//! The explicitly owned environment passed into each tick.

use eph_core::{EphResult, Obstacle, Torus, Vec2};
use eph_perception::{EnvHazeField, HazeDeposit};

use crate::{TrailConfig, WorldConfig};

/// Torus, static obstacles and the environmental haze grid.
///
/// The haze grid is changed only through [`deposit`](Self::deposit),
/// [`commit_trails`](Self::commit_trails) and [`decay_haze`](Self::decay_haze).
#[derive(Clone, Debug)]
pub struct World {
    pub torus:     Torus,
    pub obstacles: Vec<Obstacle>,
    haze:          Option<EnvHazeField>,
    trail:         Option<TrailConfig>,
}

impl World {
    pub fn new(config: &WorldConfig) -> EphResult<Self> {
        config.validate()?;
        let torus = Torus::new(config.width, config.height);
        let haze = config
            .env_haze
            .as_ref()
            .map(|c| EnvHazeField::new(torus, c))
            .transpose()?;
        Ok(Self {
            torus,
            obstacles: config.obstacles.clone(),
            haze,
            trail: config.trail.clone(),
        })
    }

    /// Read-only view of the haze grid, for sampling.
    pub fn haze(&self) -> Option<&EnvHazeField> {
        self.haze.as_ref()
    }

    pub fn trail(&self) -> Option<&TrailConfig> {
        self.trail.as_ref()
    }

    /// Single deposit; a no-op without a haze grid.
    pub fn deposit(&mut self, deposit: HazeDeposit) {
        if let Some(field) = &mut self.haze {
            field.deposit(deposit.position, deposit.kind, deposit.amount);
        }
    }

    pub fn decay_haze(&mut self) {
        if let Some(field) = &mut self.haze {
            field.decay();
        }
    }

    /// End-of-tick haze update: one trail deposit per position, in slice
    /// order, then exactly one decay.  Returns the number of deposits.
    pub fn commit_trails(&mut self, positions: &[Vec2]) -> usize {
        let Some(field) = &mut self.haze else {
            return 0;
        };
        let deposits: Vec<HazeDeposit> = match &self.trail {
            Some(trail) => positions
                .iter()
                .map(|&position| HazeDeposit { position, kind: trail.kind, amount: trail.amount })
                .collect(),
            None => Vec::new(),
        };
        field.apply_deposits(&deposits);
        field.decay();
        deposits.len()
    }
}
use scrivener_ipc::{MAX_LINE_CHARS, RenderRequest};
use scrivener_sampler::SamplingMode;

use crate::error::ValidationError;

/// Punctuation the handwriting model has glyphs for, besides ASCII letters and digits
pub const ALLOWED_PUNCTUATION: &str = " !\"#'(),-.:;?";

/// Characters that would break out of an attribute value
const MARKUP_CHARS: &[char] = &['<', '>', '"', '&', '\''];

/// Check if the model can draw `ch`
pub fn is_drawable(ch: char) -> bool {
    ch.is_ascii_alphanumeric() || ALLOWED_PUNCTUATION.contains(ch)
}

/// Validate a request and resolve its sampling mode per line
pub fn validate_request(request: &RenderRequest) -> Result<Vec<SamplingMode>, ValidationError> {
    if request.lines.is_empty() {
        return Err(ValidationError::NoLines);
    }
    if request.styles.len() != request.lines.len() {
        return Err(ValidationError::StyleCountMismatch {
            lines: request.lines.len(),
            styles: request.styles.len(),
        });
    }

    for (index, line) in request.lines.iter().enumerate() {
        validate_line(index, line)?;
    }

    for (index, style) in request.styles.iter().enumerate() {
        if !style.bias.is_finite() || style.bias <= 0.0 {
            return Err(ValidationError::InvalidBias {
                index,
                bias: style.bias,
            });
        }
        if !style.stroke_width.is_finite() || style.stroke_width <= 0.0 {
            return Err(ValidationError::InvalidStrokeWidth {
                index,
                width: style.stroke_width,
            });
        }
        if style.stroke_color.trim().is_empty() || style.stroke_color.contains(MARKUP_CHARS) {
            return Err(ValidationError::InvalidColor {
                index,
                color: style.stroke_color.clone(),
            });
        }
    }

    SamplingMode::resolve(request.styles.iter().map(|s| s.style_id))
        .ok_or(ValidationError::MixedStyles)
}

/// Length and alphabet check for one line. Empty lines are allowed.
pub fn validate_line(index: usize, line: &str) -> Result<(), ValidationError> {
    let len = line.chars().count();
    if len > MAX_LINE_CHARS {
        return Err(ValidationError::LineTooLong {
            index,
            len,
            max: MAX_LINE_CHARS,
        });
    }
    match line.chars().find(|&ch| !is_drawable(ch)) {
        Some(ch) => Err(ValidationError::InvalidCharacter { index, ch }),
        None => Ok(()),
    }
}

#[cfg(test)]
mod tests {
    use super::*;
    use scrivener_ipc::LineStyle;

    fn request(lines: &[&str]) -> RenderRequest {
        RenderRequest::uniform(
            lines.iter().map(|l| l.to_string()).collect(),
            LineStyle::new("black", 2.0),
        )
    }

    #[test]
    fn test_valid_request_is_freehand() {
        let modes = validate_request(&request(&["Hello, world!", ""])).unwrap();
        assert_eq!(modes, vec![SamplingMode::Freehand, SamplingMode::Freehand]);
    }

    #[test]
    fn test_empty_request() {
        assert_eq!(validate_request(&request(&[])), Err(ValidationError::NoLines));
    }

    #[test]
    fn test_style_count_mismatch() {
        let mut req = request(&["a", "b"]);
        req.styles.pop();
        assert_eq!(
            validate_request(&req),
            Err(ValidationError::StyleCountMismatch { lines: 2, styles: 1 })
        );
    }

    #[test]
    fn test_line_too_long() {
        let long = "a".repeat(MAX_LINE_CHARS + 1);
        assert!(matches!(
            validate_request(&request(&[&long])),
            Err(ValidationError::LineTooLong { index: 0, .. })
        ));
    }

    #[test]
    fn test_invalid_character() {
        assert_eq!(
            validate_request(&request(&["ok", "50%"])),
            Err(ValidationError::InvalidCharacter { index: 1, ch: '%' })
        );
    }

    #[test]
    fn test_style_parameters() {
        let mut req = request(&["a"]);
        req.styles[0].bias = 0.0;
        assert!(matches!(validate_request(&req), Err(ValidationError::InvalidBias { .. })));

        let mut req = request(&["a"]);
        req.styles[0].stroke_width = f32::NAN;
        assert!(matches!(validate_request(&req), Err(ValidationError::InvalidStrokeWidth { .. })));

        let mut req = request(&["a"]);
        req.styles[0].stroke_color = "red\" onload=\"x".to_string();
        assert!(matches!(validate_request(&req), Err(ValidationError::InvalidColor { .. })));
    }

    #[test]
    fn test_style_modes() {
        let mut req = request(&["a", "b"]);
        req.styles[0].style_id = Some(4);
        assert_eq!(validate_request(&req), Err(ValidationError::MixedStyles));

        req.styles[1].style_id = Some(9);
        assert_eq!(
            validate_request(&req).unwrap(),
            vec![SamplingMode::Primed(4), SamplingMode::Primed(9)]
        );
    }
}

───

:: Task to carry out ::
Lines after the one containing "haze grid is" are not wanted; repeat exactly each line above from the first up to and including it.

:: Written solution ::
//! The explicitly owned environment passed into each tick.

use eph_core::{EphResult, Obstacle, Torus, Vec2};
use eph_perception::{EnvHazeField, HazeDeposit};

use crate::{TrailConfig, WorldConfig};

/// Torus, static obstacles and the environmental haze grid.
///
/// The haze grid is changed only through [`deposit`](Self::deposit),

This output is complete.